◆ **Exercise description**
What lines of the data below include the word "seconds"? Report them by copying each.

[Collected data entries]
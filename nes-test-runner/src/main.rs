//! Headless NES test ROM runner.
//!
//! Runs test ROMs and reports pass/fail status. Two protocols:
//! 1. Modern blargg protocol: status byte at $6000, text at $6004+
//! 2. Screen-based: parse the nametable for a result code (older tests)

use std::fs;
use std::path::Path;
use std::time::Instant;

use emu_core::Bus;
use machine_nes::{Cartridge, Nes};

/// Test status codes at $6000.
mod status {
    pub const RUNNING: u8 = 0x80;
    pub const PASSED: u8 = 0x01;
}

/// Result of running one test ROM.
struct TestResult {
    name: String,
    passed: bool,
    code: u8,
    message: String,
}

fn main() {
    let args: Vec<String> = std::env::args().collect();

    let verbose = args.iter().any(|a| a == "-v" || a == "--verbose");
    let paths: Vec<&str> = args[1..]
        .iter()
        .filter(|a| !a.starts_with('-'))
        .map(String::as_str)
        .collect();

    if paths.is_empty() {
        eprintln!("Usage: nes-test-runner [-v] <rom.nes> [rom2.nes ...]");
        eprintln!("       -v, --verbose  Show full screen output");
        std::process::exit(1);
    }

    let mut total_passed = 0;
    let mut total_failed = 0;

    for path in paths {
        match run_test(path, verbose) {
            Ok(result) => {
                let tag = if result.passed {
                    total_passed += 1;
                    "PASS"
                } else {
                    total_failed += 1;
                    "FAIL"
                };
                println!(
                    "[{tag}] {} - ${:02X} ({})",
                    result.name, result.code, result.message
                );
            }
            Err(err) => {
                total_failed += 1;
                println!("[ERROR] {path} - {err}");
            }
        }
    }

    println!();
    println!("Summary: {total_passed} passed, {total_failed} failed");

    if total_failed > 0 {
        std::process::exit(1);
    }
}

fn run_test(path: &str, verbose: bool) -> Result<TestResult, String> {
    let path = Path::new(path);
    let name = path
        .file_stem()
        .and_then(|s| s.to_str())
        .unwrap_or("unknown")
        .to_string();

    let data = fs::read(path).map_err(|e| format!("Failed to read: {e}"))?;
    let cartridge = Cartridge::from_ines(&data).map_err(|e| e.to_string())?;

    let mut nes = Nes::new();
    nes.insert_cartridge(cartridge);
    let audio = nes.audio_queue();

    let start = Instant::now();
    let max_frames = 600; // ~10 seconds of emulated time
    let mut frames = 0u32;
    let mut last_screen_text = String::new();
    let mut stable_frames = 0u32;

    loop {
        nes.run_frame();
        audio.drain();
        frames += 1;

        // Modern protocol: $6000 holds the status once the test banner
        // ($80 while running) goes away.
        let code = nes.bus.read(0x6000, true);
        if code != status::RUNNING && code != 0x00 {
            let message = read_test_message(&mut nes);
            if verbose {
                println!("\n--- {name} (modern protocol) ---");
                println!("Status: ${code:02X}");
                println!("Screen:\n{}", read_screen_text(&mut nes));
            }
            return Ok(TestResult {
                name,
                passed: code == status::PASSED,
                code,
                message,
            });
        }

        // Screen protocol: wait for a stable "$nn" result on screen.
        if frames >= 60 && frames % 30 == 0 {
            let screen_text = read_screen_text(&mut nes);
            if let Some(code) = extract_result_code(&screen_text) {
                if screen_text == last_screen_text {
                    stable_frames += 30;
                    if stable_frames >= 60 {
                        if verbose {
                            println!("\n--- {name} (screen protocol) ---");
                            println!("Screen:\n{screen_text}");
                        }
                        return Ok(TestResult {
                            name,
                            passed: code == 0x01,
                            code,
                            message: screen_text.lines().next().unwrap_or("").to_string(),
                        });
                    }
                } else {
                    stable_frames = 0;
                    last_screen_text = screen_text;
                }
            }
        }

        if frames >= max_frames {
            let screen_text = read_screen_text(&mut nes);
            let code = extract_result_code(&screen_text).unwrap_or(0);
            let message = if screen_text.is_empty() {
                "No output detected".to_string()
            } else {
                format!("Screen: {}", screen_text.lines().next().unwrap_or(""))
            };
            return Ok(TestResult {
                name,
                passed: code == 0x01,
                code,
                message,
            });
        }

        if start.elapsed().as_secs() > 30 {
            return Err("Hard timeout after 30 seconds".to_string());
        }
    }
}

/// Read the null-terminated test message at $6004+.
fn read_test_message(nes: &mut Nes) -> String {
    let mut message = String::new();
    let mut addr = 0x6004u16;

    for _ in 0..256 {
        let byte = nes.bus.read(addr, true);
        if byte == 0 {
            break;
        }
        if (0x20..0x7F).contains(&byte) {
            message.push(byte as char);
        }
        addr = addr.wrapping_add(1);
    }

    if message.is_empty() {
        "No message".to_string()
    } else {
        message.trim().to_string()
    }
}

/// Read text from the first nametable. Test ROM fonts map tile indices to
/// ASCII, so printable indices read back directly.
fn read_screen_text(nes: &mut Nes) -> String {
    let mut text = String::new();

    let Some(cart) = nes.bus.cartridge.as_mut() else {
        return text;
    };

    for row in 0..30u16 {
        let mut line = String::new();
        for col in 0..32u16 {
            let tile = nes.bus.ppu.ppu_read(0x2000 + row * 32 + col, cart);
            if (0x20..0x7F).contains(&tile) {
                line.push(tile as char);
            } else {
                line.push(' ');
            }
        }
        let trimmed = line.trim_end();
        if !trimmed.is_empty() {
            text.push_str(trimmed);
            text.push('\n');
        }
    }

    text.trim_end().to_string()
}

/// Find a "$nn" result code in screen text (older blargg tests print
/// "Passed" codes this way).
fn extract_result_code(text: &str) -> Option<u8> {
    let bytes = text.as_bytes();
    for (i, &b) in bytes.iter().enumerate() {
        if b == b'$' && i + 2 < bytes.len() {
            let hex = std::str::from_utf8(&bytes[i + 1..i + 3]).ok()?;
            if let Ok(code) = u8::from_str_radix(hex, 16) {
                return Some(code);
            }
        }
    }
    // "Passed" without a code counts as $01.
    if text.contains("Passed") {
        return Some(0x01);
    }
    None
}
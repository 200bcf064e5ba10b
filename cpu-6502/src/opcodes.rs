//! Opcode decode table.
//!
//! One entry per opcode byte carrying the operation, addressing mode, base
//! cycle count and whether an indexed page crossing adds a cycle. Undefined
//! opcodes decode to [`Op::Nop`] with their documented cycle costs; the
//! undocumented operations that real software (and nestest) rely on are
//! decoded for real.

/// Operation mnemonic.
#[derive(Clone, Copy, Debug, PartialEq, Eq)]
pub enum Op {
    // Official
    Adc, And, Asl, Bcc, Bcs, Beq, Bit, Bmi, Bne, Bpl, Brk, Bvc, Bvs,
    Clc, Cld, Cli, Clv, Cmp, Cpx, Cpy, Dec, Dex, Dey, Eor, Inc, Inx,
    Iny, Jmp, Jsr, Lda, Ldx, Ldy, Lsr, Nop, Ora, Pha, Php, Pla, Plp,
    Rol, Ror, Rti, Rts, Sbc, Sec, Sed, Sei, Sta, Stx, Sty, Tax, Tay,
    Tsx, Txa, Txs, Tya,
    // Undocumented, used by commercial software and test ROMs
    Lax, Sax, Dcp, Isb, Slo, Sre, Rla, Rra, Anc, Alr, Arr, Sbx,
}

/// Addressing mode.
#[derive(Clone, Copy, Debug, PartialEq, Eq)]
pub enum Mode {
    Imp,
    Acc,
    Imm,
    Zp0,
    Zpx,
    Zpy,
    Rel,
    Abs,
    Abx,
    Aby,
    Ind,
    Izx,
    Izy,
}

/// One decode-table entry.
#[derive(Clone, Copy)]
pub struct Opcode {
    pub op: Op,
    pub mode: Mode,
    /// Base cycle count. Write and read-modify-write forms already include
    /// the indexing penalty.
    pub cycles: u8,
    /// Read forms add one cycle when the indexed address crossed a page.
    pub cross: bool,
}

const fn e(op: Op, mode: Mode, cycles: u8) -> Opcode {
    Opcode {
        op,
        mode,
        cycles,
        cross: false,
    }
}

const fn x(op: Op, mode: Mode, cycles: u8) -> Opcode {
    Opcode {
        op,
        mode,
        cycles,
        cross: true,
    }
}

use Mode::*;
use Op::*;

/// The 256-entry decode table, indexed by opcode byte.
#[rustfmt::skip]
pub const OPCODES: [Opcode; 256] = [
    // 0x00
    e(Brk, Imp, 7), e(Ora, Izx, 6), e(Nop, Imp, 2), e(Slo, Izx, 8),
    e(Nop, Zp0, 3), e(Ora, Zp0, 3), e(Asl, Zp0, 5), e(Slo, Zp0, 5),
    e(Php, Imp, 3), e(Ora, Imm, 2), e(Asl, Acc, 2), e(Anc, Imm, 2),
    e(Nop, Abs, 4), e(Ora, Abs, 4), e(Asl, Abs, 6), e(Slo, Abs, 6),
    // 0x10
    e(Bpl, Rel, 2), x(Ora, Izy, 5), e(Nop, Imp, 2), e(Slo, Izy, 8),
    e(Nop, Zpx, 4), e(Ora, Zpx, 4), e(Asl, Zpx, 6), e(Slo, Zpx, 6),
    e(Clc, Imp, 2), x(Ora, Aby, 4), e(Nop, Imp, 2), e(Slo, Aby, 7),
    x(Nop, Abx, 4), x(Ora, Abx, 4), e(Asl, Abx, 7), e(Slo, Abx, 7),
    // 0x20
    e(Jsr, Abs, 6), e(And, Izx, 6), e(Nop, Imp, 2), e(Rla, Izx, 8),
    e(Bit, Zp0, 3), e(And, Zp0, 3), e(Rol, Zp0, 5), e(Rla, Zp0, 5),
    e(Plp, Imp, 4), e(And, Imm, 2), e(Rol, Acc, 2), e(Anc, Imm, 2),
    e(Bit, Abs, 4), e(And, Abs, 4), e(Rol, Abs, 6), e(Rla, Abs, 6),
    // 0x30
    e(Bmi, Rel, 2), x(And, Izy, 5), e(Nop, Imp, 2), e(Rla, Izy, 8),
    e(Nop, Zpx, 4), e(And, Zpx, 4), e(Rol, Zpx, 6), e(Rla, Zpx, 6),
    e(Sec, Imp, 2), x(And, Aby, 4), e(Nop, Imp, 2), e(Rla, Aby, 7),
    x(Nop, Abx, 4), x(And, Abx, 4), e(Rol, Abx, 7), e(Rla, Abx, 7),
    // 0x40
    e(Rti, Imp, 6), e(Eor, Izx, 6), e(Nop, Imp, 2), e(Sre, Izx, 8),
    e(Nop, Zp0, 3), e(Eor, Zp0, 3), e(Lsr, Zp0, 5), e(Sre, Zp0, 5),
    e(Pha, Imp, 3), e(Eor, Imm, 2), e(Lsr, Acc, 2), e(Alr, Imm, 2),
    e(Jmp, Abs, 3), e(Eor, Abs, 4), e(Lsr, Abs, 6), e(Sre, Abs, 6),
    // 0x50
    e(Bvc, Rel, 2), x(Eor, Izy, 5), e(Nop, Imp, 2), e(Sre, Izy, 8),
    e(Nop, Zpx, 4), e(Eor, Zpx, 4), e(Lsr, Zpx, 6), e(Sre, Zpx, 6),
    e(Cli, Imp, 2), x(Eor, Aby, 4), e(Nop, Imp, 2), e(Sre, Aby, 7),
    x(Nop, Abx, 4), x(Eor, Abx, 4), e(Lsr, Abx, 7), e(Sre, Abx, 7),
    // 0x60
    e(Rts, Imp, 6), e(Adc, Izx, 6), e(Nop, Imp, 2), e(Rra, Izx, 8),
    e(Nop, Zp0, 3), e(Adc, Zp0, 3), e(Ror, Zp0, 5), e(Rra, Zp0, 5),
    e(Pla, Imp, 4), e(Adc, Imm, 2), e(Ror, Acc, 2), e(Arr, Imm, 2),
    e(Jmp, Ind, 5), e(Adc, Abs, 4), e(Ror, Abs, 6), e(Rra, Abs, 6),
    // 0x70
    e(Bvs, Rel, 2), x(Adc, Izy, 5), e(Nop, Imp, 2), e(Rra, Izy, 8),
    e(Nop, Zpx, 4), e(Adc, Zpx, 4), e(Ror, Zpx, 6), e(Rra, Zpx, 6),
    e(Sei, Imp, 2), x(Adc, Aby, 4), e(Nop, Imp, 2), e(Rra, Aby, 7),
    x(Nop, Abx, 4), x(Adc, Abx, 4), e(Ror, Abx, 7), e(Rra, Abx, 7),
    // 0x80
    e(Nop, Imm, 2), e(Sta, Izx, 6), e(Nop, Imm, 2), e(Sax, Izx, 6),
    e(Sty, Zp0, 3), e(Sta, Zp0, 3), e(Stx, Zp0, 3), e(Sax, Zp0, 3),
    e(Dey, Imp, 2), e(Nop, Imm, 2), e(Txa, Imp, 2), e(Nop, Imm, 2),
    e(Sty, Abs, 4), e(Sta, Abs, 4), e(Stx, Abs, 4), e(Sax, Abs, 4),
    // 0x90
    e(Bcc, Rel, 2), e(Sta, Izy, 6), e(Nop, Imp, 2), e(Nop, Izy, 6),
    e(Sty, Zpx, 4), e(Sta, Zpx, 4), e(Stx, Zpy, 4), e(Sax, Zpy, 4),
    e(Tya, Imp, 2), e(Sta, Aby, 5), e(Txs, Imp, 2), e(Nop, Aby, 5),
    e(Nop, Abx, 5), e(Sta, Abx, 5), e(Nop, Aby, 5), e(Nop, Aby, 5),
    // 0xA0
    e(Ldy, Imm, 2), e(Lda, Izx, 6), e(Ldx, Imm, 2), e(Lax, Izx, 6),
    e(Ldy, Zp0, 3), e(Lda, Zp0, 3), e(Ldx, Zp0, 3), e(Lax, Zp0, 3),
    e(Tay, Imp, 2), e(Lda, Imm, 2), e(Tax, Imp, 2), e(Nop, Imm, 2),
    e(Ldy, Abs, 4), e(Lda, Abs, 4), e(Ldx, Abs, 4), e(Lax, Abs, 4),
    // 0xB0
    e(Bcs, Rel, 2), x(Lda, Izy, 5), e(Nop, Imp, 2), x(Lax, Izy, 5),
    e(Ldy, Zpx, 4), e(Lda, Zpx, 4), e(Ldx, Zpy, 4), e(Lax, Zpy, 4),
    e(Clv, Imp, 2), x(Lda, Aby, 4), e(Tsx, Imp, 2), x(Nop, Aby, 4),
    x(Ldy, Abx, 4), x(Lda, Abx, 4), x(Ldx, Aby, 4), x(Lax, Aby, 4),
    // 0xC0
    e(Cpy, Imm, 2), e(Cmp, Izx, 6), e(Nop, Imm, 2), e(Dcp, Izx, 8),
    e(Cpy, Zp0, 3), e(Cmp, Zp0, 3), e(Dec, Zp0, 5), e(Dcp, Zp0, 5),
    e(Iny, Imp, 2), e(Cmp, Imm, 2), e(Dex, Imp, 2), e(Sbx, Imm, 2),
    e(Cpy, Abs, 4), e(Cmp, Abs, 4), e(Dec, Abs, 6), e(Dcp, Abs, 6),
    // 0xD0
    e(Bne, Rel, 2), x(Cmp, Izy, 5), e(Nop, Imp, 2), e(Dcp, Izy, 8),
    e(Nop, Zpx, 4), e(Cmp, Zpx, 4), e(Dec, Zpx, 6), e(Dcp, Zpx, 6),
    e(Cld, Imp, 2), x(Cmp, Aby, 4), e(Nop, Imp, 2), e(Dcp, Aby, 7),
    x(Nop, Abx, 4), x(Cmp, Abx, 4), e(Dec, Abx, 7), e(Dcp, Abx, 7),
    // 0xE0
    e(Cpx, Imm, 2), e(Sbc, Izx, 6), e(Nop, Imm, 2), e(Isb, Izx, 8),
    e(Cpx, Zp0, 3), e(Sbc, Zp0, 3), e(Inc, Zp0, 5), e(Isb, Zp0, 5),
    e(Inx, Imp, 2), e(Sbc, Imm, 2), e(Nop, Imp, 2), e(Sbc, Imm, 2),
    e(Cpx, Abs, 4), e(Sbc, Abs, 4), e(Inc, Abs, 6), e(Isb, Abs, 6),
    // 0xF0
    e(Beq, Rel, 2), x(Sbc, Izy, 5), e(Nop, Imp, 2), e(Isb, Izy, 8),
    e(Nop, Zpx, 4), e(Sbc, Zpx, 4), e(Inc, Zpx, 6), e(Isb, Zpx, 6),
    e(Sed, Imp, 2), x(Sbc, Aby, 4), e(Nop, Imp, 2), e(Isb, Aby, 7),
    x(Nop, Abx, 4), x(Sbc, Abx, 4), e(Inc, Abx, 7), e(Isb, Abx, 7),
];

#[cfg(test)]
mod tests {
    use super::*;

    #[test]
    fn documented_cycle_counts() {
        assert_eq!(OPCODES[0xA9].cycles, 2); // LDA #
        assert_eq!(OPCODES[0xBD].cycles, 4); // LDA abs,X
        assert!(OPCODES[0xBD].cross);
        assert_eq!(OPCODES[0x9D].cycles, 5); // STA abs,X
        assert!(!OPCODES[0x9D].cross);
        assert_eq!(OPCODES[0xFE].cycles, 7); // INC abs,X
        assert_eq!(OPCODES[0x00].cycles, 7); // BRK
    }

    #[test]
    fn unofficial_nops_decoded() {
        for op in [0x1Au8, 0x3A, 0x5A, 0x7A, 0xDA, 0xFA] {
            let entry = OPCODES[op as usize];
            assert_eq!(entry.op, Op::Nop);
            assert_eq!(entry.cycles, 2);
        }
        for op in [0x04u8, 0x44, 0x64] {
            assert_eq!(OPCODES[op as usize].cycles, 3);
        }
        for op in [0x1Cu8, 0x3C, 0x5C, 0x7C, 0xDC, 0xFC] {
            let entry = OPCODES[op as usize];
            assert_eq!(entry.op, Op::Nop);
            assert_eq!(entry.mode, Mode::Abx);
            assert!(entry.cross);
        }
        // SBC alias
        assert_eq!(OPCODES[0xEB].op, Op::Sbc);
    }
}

◆ **Exercise response**
    let max_frames = 600; // ~10 seconds of emulated time
            return Err("Hard timeout after 30 seconds".to_string());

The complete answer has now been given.